Saint Peter, also known as Peter, Simon ben Jonah / BarJonah, Simon Peter, Cephas and Kepha – original name Simon or Simeon (Acts 15:14) – was one of the twelve original disciples or apostles of Jesus whose life was prominently featured in the New Testament Gospels. A Galilean fisherman, he was called into service by Jesus with his brother Andrew. Peter was one of the few disciples marked exclusively for a special leadership role by Jesus (Matthew 16:18; John 21:15-16), a post that he indeed held for much of the early Church.

He is considered a saint and the first Pope in the Roman Catholic Church and its Eastern Rites.

The Liturgy of the Hours records June 29, 69 as his date of death; other scholars believe that he died on October 13, 64. He is believed to have been sentenced to death by crucifixion by the Roman Empire. According to tradition, Saint Peter is buried in the grottoes underneath the Basilica of Saint Peter in Vatican City. He is often depicted in art as holding the keys to the gates of heaven, as prescribed in the Gospel of Matthew.
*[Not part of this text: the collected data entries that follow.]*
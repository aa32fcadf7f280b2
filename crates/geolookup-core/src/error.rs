// crates/geolookup-core/src/error.rs

use thiserror::Error;

/// Convenient result alias used throughout the crate.
pub type Result<T> = std::result::Result<T, GeoError>;

/// Errors produced while loading or caching the city dataset.
///
/// Lookups themselves are total functions and never fail; only the I/O and
/// parsing layer can produce an error.
#[derive(Debug, Error)]
pub enum GeoError {
    /// A dataset or cache file could not be located.
    #[error("{0}")]
    NotFound(String),

    /// Underlying I/O failure while reading a dataset or writing a cache.
    #[error("I/O error: {0}")]
    Io(#[from] std::io::Error),

    /// The JSON dataset could not be parsed.
    #[cfg(feature = "json")]
    #[error("JSON parse error: {0}")]
    Json(#[from] serde_json::Error),

    /// The binary cache could not be encoded or decoded.
    #[error("binary cache error: {0}")]
    Bincode(#[from] bincode::Error),
}
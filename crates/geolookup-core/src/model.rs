// crates/geolookup-core/src/model.rs

use crate::geo::Coord;
use crate::text::fold_key;
use crate::traits::{DataBackend, NameMatch};
use serde::{Deserialize, Serialize};

/// Default backend: plain `String` + `f64`.
///
/// This backend is used by the convenient aliases [`StandardBackend`] and
/// [`DefaultCityIndex`]. It provides the best ergonomics and is suitable
/// for most applications.
#[derive(Clone, Debug, Serialize, Deserialize)]
pub struct DefaultBackend;

/// A single city entry in the reference dataset.
///
/// `name` is the display form shown in suggestion rows
/// (e.g. `"Austin, TX"`); `country` is an ISO-like code used for optional
/// filtering. Coordinates may be absent; such records rank last whenever
/// proximity is part of the ordering.
#[derive(Clone, Debug, Serialize, Deserialize)]
pub struct CityRecord<B: DataBackend> {
    pub name: B::Str,
    pub country: B::Str,
    pub latitude: Option<B::Float>,
    pub longitude: Option<B::Float>,
}

/// The read-only city reference dataset.
///
/// Loaded once at application start and never mutated afterwards; all
/// lookup operations borrow from it. Safe to share freely between callers.
#[derive(Clone, Debug, Serialize, Deserialize)]
pub struct CityIndex<B: DataBackend> {
    pub cities: Vec<CityRecord<B>>,
}

/// Convenient alias for the default backend.
pub type DefaultCityIndex = CityIndex<DefaultBackend>;
/// Convenient alias used in demos.
pub type StandardBackend = DefaultBackend;

/// Simple aggregate statistics for the dataset.
#[derive(Debug, Clone, Copy, Serialize, Deserialize)]
pub struct IndexStats {
    pub cities: usize,
    pub countries: usize,
}

impl<B: DataBackend> CityRecord<B> {
    /// City display name, e.g. `"Austin, TX"`.
    pub fn name(&self) -> &str {
        self.name.as_ref()
    }

    /// ISO-like country code, e.g. `"US"`.
    pub fn country(&self) -> &str {
        self.country.as_ref()
    }

    /// Coordinates as a [`Coord`] when both latitude and longitude are set.
    pub fn coord(&self) -> Option<Coord> {
        match (self.latitude, self.longitude) {
            (Some(lat), Some(lon)) => Some(Coord::new(B::float_to_f64(lat), B::float_to_f64(lon))),
            _ => None,
        }
    }

    /// ASCII case-insensitive country code comparison.
    #[inline]
    pub fn is_in_country(&self, code: &str) -> bool {
        self.country.as_ref().eq_ignore_ascii_case(code)
    }
}

impl<B: DataBackend> CityIndex<B> {
    /// Read-only slice of all city records, in dataset order.
    pub fn cities(&self) -> &[CityRecord<B>] {
        &self.cities
    }

    /// Number of cities in the dataset.
    pub fn len(&self) -> usize {
        self.cities.len()
    }

    pub fn is_empty(&self) -> bool {
        self.cities.is_empty()
    }

    /// Aggregate statistics for the dataset.
    pub fn stats(&self) -> IndexStats {
        IndexStats {
            cities: self.cities.len(),
            countries: self.countries().len(),
        }
    }

    /// Distinct country codes present in the dataset, sorted ascending.
    pub fn countries(&self) -> Vec<&str> {
        let mut codes: Vec<&str> = self.cities.iter().map(|c| c.country.as_ref()).collect();
        codes.sort_unstable();
        codes.dedup();
        codes
    }

    /// Find a city by display name (accent- and case-insensitive).
    ///
    /// Returns the first match in dataset order.
    pub fn find_by_name(&self, name: &str) -> Option<&CityRecord<B>> {
        let q = fold_key(name);
        self.cities.iter().find(|c| fold_key(c.name.as_ref()) == q)
    }
}

impl DataBackend for DefaultBackend {
    type Str = String;
    type Float = f64;

    #[inline]
    fn str_from(s: &str) -> Self::Str {
        s.to_owned()
    }

    #[inline]
    fn float_from(f: f64) -> Self::Float {
        f
    }

    #[inline]
    fn str_to_string(v: &Self::Str) -> String {
        v.clone()
    }

    fn float_to_f64(v: Self::Float) -> f64 {
        v
    }
}

impl<B: DataBackend> NameMatch for CityRecord<B> {
    #[inline]
    fn name_str(&self) -> &str {
        self.name()
    }
}
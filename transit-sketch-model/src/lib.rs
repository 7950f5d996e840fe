//! Data shared by the transit sketch map view, its browser binding and the native driver: the
//! baseline network, user-drawn routes, analysis payloads, endpoint contracts and map styling.

mod config;
mod endpoints;
mod error;
mod network;
mod results;
mod routes;
pub mod style;

pub use config::SketchConfig;
pub use endpoints::{
    analyze_url, baseline_url, health_url, matching_url, parse_matching_response,
    MAX_MATCHING_POINTS,
};
pub use error::{LoadError, ServiceError};
pub use network::{random_color, round_coordinate, round_geometry, NetworkLine, NetworkShape};
pub use results::{AnalysisResult, BaselineAnalysis, CentralityKind, CentralityNode, NodeChange};
pub use routes::{parse_draw_event, parse_feature_ids, DrawnLine, FeatureId, RouteSet};

use geojson::FeatureCollection;

/// The GeoJSON sources a map surface renders.
#[derive(Clone, Copy, PartialEq, Eq, PartialOrd, Ord, Hash, Debug)]
pub enum SourceId {
    Network,
    AnalysisResults,
    Baseline,
}

impl SourceId {
    pub fn name(self) -> &'static str {
        match self {
            SourceId::Network => "originalRoutes",
            SourceId::AnalysisResults => "analysisResults",
            SourceId::Baseline => "baselineAnalysis",
        }
    }
}

pub fn empty_feature_collection() -> FeatureCollection {
    FeatureCollection {
        bbox: None,
        features: Vec::new(),
        foreign_members: None,
    }
}
use geo::Point;
use geojson::{Feature, FeatureCollection, GeoJson, Value};
use log::warn;

use crate::ServiceError;

/// How much one node's accessibility changed once the candidate routes were added.
#[derive(Clone, Debug, PartialEq)]
pub struct NodeChange {
    pub geometry: Point,
    /// Signed; 0.3 means a 30% improvement
    pub percent_change: f64,
}

/// The backend's answer for one set of candidate routes. The map shows the response exactly as
/// it arrived; `nodes` is the typed view of the features that carry a score.
#[derive(Clone, Debug, PartialEq)]
pub struct AnalysisResult {
    pub nodes: Vec<NodeChange>,
    features: FeatureCollection,
}

impl AnalysisResult {
    pub fn from_geojson(input: &str) -> Result<AnalysisResult, ServiceError> {
        AnalysisResult::from_feature_collection(expect_feature_collection(input.parse()?)?)
    }

    pub fn from_feature_collection(
        features: FeatureCollection,
    ) -> Result<AnalysisResult, ServiceError> {
        let mut nodes = Vec::new();
        for (idx, feature) in features.features.iter().enumerate() {
            let Some(geometry) = point(feature) else {
                return Err(ServiceError::Malformed(format!(
                    "analysis feature {idx} isn't a Point"
                )));
            };
            match feature.property("percent_change").and_then(|x| x.as_f64()) {
                Some(percent_change) => nodes.push(NodeChange {
                    geometry,
                    percent_change,
                }),
                None => warn!("Analysis feature {idx} has no percent_change"),
            }
        }
        Ok(AnalysisResult { nodes, features })
    }

    pub fn len(&self) -> usize {
        self.features.features.len()
    }

    pub fn is_empty(&self) -> bool {
        self.features.features.is_empty()
    }

    pub fn into_feature_collection(self) -> FeatureCollection {
        self.features
    }
}

#[derive(Clone, Copy, PartialEq, Eq, Debug)]
pub enum CentralityKind {
    Weak,
    Strong,
}

impl CentralityKind {
    pub fn as_str(self) -> &'static str {
        match self {
            CentralityKind::Weak => "weak",
            CentralityKind::Strong => "strong",
        }
    }

    fn parse(x: &str) -> Option<CentralityKind> {
        match x {
            "weak" => Some(CentralityKind::Weak),
            "strong" => Some(CentralityKind::Strong),
            _ => None,
        }
    }
}

#[derive(Clone, Debug, PartialEq)]
pub struct CentralityNode {
    pub geometry: Point,
    /// Distance from the median centrality of the whole network
    pub centrality: f64,
    pub kind: CentralityKind,
}

/// Centrality of the network as it is today, with no candidate routes.
#[derive(Clone, Debug, PartialEq)]
pub struct BaselineAnalysis {
    pub nodes: Vec<CentralityNode>,
    features: FeatureCollection,
}

impl BaselineAnalysis {
    /// Accepts either a bare FeatureCollection or one wrapped as `{"centrality": ...}`.
    pub fn from_geojson(input: &str) -> Result<BaselineAnalysis, ServiceError> {
        let mut value: serde_json::Value = serde_json::from_str(input)?;
        if value.get("type").is_none() {
            if let Some(inner) = value.get_mut("centrality") {
                value = inner.take();
            }
        }
        BaselineAnalysis::from_feature_collection(expect_feature_collection(
            GeoJson::from_json_value(value)?,
        )?)
    }

    pub fn from_feature_collection(
        features: FeatureCollection,
    ) -> Result<BaselineAnalysis, ServiceError> {
        let mut nodes = Vec::new();
        for (idx, feature) in features.features.iter().enumerate() {
            let Some(geometry) = point(feature) else {
                return Err(ServiceError::Malformed(format!(
                    "baseline feature {idx} isn't a Point"
                )));
            };
            let centrality = feature.property("centrality").and_then(|x| x.as_f64());
            let kind = feature
                .property("type")
                .and_then(|x| x.as_str())
                .and_then(CentralityKind::parse);
            match (centrality, kind) {
                (Some(centrality), Some(kind)) => nodes.push(CentralityNode {
                    geometry,
                    centrality,
                    kind,
                }),
                _ => warn!("Baseline feature {idx} is missing centrality or type"),
            }
        }
        Ok(BaselineAnalysis { nodes, features })
    }

    pub fn len(&self) -> usize {
        self.features.features.len()
    }

    pub fn is_empty(&self) -> bool {
        self.features.features.is_empty()
    }

    pub fn feature_collection(&self) -> &FeatureCollection {
        &self.features
    }
}

fn expect_feature_collection(gj: GeoJson) -> Result<FeatureCollection, ServiceError> {
    match gj {
        GeoJson::FeatureCollection(fc) => Ok(fc),
        GeoJson::Feature(_) => Err(ServiceError::Malformed(
            "expected a FeatureCollection, got a Feature".to_string(),
        )),
        GeoJson::Geometry(_) => Err(ServiceError::Malformed(
            "expected a FeatureCollection, got a Geometry".to_string(),
        )),
    }
}

fn point(feature: &Feature) -> Option<Point> {
    match feature.geometry.as_ref()?.value {
        Value::Point(ref pt) if pt.len() >= 2 => Some(Point::new(pt[0], pt[1])),
        _ => None,
    }
}
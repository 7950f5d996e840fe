use serde::{Deserialize, Serialize};

/// Everything needed to reach the external services. Missing fields fall back to the defaults, so
/// hosts can pass in just the pieces they care about.
#[derive(Clone, Debug, PartialEq, Serialize, Deserialize)]
#[serde(default, rename_all = "camelCase")]
pub struct SketchConfig {
    /// Access token for the map-matching service
    pub service_credential: String,
    pub analysis_base_url: String,
    pub matching_base_url: String,
    /// Travel profile for map matching, like "driving" or "cycling"
    pub matching_profile: String,
    /// Ask the matching service to clean up noisy input first
    pub tidy: bool,
}

impl Default for SketchConfig {
    fn default() -> Self {
        SketchConfig {
            service_credential: String::new(),
            analysis_base_url: "http://127.0.0.1:5000".to_string(),
            matching_base_url: "https://api.mapbox.com".to_string(),
            matching_profile: "driving".to_string(),
            tidy: false,
        }
    }
}
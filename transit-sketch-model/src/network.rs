use geo::{Coord, Geometry, MapCoordsInPlace};
use geojson::{Feature, FeatureCollection, GeoJson, JsonObject, Value};
use log::info;
use rand::Rng;

use crate::LoadError;

// Coordinates are kept to 4 decimal places, about 11m at the equator. That's plenty for drawing
// the baseline network and keeps the payload small.
const COORDINATE_PRECISION: f64 = 10_000.0;

pub fn round_coordinate(value: f64) -> f64 {
    (value * COORDINATE_PRECISION).round() / COORDINATE_PRECISION
}

pub fn round_geometry(geometry: &mut Geometry) {
    geometry.map_coords_in_place(|Coord { x, y }| Coord {
        x: round_coordinate(x),
        y: round_coordinate(y),
    });
}

/// A random display color, like "#3FA0C2".
pub fn random_color<R: Rng>(rng: &mut R) -> String {
    format!("#{:06X}", rng.gen_range(0..=0x00FF_FFFFu32))
}

/// One line of the baseline transportation network, ready to draw.
#[derive(Clone, Debug, PartialEq)]
pub struct NetworkLine {
    pub id: Option<geojson::feature::Id>,
    pub geometry: Geometry,
    pub color: String,
    /// Everything from the input feature, plus `color`
    pub properties: JsonObject,
}

/// The baseline network. It's fixed once loaded; user edits live elsewhere.
#[derive(Clone, Debug, Default, PartialEq)]
pub struct NetworkShape {
    lines: Vec<NetworkLine>,
}

impl NetworkShape {
    /// Parses GeoJSON with LineString or MultiLineString features, rounding every coordinate and
    /// assigning each line a random color.
    pub fn from_geojson<R: Rng>(input: &str, rng: &mut R) -> Result<NetworkShape, LoadError> {
        let features = match input.parse::<GeoJson>()? {
            GeoJson::FeatureCollection(fc) => fc.features,
            GeoJson::Feature(feature) => vec![feature],
            GeoJson::Geometry(geometry) => vec![Feature::from(geometry)],
        };

        let mut lines = Vec::with_capacity(features.len());
        for (idx, feature) in features.into_iter().enumerate() {
            let geometry = feature
                .geometry
                .ok_or(LoadError::MissingGeometry { idx })?;
            match geometry.value {
                Value::LineString(_) | Value::MultiLineString(_) => {}
                ref other => {
                    return Err(LoadError::NotALine {
                        idx,
                        kind: value_kind(other),
                    });
                }
            }
            let mut geometry: Geometry = geometry.try_into()?;
            round_geometry(&mut geometry);

            let color = random_color(rng);
            let mut properties = feature.properties.unwrap_or_default();
            properties.insert("color".to_string(), color.clone().into());

            lines.push(NetworkLine {
                id: feature.id,
                geometry,
                color,
                properties,
            });
        }

        info!("Loaded a network with {} lines", lines.len());
        Ok(NetworkShape { lines })
    }

    pub fn lines(&self) -> &[NetworkLine] {
        &self.lines
    }

    pub fn len(&self) -> usize {
        self.lines.len()
    }

    pub fn is_empty(&self) -> bool {
        self.lines.is_empty()
    }

    pub fn to_feature_collection(&self) -> FeatureCollection {
        self.lines
            .iter()
            .map(|line| Feature {
                bbox: None,
                geometry: Some(geojson::Geometry::new(Value::from(&line.geometry))),
                id: line.id.clone(),
                properties: Some(line.properties.clone()),
                foreign_members: None,
            })
            .collect()
    }
}

fn value_kind(value: &Value) -> &'static str {
    match value {
        Value::Point(_) => "Point",
        Value::MultiPoint(_) => "MultiPoint",
        Value::LineString(_) => "LineString",
        Value::MultiLineString(_) => "MultiLineString",
        Value::Polygon(_) => "Polygon",
        Value::MultiPolygon(_) => "MultiPolygon",
        Value::GeometryCollection(_) => "GeometryCollection",
    }
}

#[cfg(test)]
mod tests {
    use super::*;
    use geo::LineString;
    use rand::rngs::SmallRng;
    use rand::SeedableRng;

    const NETWORK: &str = r#"{
        "type": "FeatureCollection",
        "features": [
            {
                "type": "Feature",
                "id": "route_51A",
                "properties": {"name": "51A"},
                "geometry": {
                    "type": "LineString",
                    "coordinates": [[-122.271234567, 37.804567891], [-122.26, 37.81]]
                }
            },
            {
                "type": "Feature",
                "properties": null,
                "geometry": {
                    "type": "MultiLineString",
                    "coordinates": [[[-122.30001, 37.8], [-122.29, 37.79999]]]
                }
            }
        ]
    }"#;

    #[test]
    fn test_rounding_is_idempotent() {
        for value in [-122.271234567, 37.80456, 0.00005, -0.00005, 179.99999, 1e-9] {
            let once = round_coordinate(value);
            assert_eq!(round_coordinate(once), once);
        }
        assert_eq!(round_coordinate(-122.271234567), -122.2712);
        assert_eq!(round_coordinate(37.804567891), 37.8046);
    }

    #[test]
    fn test_load_rounds_and_colors() {
        let mut rng = SmallRng::seed_from_u64(42);
        let network = NetworkShape::from_geojson(NETWORK, &mut rng).unwrap();
        assert_eq!(network.len(), 2);

        let first = &network.lines()[0];
        assert_eq!(
            first.geometry,
            Geometry::LineString(LineString::from(vec![
                (-122.2712, 37.8046),
                (-122.26, 37.81)
            ]))
        );
        assert_eq!(first.properties["name"], "51A");
        assert_eq!(first.properties["color"], first.color.as_str());

        for line in network.lines() {
            assert_eq!(line.color.len(), 7);
            assert!(line.color.starts_with('#'));
            assert!(line.color[1..]
                .chars()
                .all(|c| c.is_ascii_digit() || c.is_ascii_uppercase()));
        }

        // Same seed, same colors
        let again = NetworkShape::from_geojson(NETWORK, &mut SmallRng::seed_from_u64(42)).unwrap();
        assert_eq!(network, again);
    }

    #[test]
    fn test_feature_collection_keeps_ids_and_properties() {
        let mut rng = SmallRng::seed_from_u64(7);
        let network = NetworkShape::from_geojson(NETWORK, &mut rng).unwrap();
        let fc = network.to_feature_collection();
        assert_eq!(fc.features.len(), 2);
        assert_eq!(
            fc.features[0].id,
            Some(geojson::feature::Id::String("route_51A".to_string()))
        );
        assert!(fc.features[1].property("color").is_some());
    }

    #[test]
    fn test_rejects_points() {
        let input = r#"{"type": "Feature", "properties": {}, "geometry": {"type": "Point", "coordinates": [1.0, 2.0]}}"#;
        let mut rng = SmallRng::seed_from_u64(0);
        match NetworkShape::from_geojson(input, &mut rng) {
            Err(LoadError::NotALine { idx: 0, kind }) => assert_eq!(kind, "Point"),
            other => panic!("unexpected {:?}", other),
        }
    }
}
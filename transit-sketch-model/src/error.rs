use thiserror::Error;

/// Why a call to the map-matching or analysis service didn't produce a usable answer.
#[derive(Error, Debug, Clone, PartialEq)]
pub enum ServiceError {
    #[error("Request failed: {0}")]
    Transport(String),

    #[error("Service responded with status {code}: {message}")]
    Status { code: u16, message: String },

    // The matching service understood the request, but couldn't place the line on any street
    #[error("No match: {0}")]
    NoMatch(String),

    #[error("A line needs at least 2 points to be matched, got {0}")]
    TooFewPoints(usize),

    #[error("The matching service accepts at most {max} points, got {got}")]
    TooManyPoints { got: usize, max: usize },

    #[error("No service credential is configured for map matching")]
    MissingCredential,

    #[error("Malformed response: {0}")]
    Malformed(String),
}

impl From<serde_json::Error> for ServiceError {
    fn from(err: serde_json::Error) -> Self {
        ServiceError::Malformed(err.to_string())
    }
}

impl From<geojson::Error> for ServiceError {
    fn from(err: geojson::Error) -> Self {
        ServiceError::Malformed(err.to_string())
    }
}

/// Problems with GeoJSON handed to us by the host, rather than by a remote service.
#[derive(Error, Debug)]
pub enum LoadError {
    #[error("Invalid GeoJSON: {0}")]
    GeoJson(#[from] geojson::Error),

    #[error("Feature {idx} has no geometry")]
    MissingGeometry { idx: usize },

    #[error("Feature {idx} is a {kind}, not a line")]
    NotALine { idx: usize, kind: &'static str },

    #[error("Feature {idx} has no id")]
    MissingId { idx: usize },
}
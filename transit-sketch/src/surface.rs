use std::collections::{BTreeMap, BTreeSet};

use geo::LineString;
use geojson::FeatureCollection;
use serde_json::json;

use transit_sketch_model::{empty_feature_collection, DrawnLine, FeatureId, RouteSet, SourceId};

/// Something the user draws lines on. It owns the set of drawn features; the map view only asks
/// for changes and reads the result back.
pub trait DrawSurface {
    /// Adds a line, returning the id the surface assigned to it.
    fn add(&mut self, geometry: LineString) -> FeatureId;
    /// Deleting something that doesn't exist does nothing.
    fn delete(&mut self, id: &FeatureId);
    fn get_all(&self) -> RouteSet;
}

/// Something that renders named GeoJSON sources.
pub trait MapSurface {
    fn set_source_data(&mut self, source: SourceId, data: FeatureCollection);
}

#[derive(Clone, Debug, PartialEq)]
pub enum DrawOp {
    Add { id: FeatureId, geometry: LineString },
    Delete { id: FeatureId },
}

impl DrawOp {
    pub fn to_json(&self) -> serde_json::Value {
        match self {
            DrawOp::Add { id, geometry } => json!({
                "op": "add",
                "feature": {
                    "type": "Feature",
                    "id": id.0,
                    "properties": {},
                    "geometry": geojson::Geometry::new(geojson::Value::from(geometry)),
                }
            }),
            DrawOp::Delete { id } => json!({
                "op": "delete",
                "id": id.0,
            }),
        }
    }
}

/// Mirrors the features of a draw plugin living elsewhere (in the browser, usually). Changes the
/// user makes there are recorded here as they're reported; changes made from this side are
/// journaled as `DrawOp`s for the host to replay.
#[derive(Default)]
pub struct FeatureStore {
    features: BTreeMap<FeatureId, LineString>,
    next_id: usize,
    ops: Vec<DrawOp>,
}

impl FeatureStore {
    /// The user created or edited this line.
    pub fn record(&mut self, line: DrawnLine) {
        self.features.insert(line.id, line.geometry);
    }

    /// The user deleted this feature.
    pub fn forget(&mut self, id: &FeatureId) {
        self.features.remove(id);
    }

    pub fn take_ops(&mut self) -> Vec<DrawOp> {
        std::mem::take(&mut self.ops)
    }
}

impl DrawSurface for FeatureStore {
    fn add(&mut self, geometry: LineString) -> FeatureId {
        let id = FeatureId(format!("snapped-{}", self.next_id));
        self.next_id += 1;
        self.features.insert(id.clone(), geometry.clone());
        self.ops.push(DrawOp::Add {
            id: id.clone(),
            geometry,
        });
        id
    }

    fn delete(&mut self, id: &FeatureId) {
        if self.features.remove(id).is_some() {
            self.ops.push(DrawOp::Delete { id: id.clone() });
        }
    }

    fn get_all(&self) -> RouteSet {
        self.features
            .iter()
            .map(|(id, geometry)| (id.clone(), geometry.clone()))
            .collect()
    }
}

/// Holds the latest data for every source, and remembers which ones the host hasn't picked up yet.
#[derive(Default)]
pub struct SourceCache {
    data: BTreeMap<SourceId, FeatureCollection>,
    dirty: BTreeSet<SourceId>,
}

impl SourceCache {
    pub fn get(&self, source: SourceId) -> Option<&FeatureCollection> {
        self.data.get(&source)
    }

    /// True if the source was never set or currently holds nothing
    pub fn is_empty(&self, source: SourceId) -> bool {
        self.data
            .get(&source)
            .map(|fc| fc.features.is_empty())
            .unwrap_or(true)
    }

    /// Returns every source that changed since the last call.
    pub fn take_updates(&mut self) -> Vec<(SourceId, FeatureCollection)> {
        let dirty = std::mem::take(&mut self.dirty);
        dirty
            .into_iter()
            .map(|source| {
                let fc = self
                    .data
                    .get(&source)
                    .cloned()
                    .unwrap_or_else(empty_feature_collection);
                (source, fc)
            })
            .collect()
    }
}

impl MapSurface for SourceCache {
    fn set_source_data(&mut self, source: SourceId, data: FeatureCollection) {
        self.data.insert(source, data);
        self.dirty.insert(source);
    }
}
Saint Peter’s original name of Simon or שמעון comes from the Hebrew language meaning hearkening and listening. In standard Hebrew it is pronounced as Šhim'on and in Tiberian Hebrew it is pronounced as Šhim'ôn. According to the Greek Holy Scriptures (Mark, Luke, and John), Jesus renames him Petros or Πετρος which comes from the Greek language meaning pebble or piece of rock (but can just as easily be understood to be Matthew changing the feminine “Petra” to the masculine “Petros”). Most scholars understand that Jesus spoke Aramaic, though, and certainly not Greek. The Aramaic word for rock is “kepha” or “kefa”. Thus, Saint Paul’s letters refer to Peter as Cephas, preserving the Aramaic original and avoiding the problem presented by the Greek feminine noun “petra”. Jesus refers to the church foundation as “Petra” or πετρα meaning rock. The Gospel of Saint Matthew proclaims that Saint Peter professes Jesus to be the promised Messiah of the Old Testament. Jesus answered, “Flesh and blood has not revealed this to you but my father who is in heaven. And I also say to you that you are Peter and on this rock I will build my church” (Matthew 16:17-19). In the same Holy Scriptures, Saint Paul refers to Saint Peter as Cephas or Kephas. When the Bible lists the Apostles, Peter is always listed first, and Judas Iscariot is always listed last.

St. John

Some modern scholars distinguish at least three different authors.The author of the Gospel of St John and the First Epistle of John is known OPO St. John the Evangelist or St. John the Theologian (alternately rendered St. John the Divine or St. John the Beloved). The Second and Third Epistle of John had the same author, who calls himself the presbyter; he has been identified with the enigmatic John the Presbyter. An author named John wrote the book of Revelation (Revelation 1:1), though it is not clear whether this is the apostle or another John. Traditionally, Christians believe that the apostle John wrote Revelation (Revelation 1:1, 1:9, and 22:8), the Gospel of John, and the epistles. Scholars like Justin Martyr held this view as early as AD 140. The main objection to this view is that the original Greek in Revelation is not like the other writing in the Gospels or the epistles, mainly because it does not follow the normal rules of Greek grammar. Some scholars believe that a different John wrote Revelation. Other scholars think that some of John’s disciples wrote the Gospel and the epistles and that John himself wrote Revelation. Most Evangelical Christians, Eastern Orthodox and Roman Catholics continue to hold that all New Testament "John" books were written by Saint John, the son of Zebedee.[citation needed]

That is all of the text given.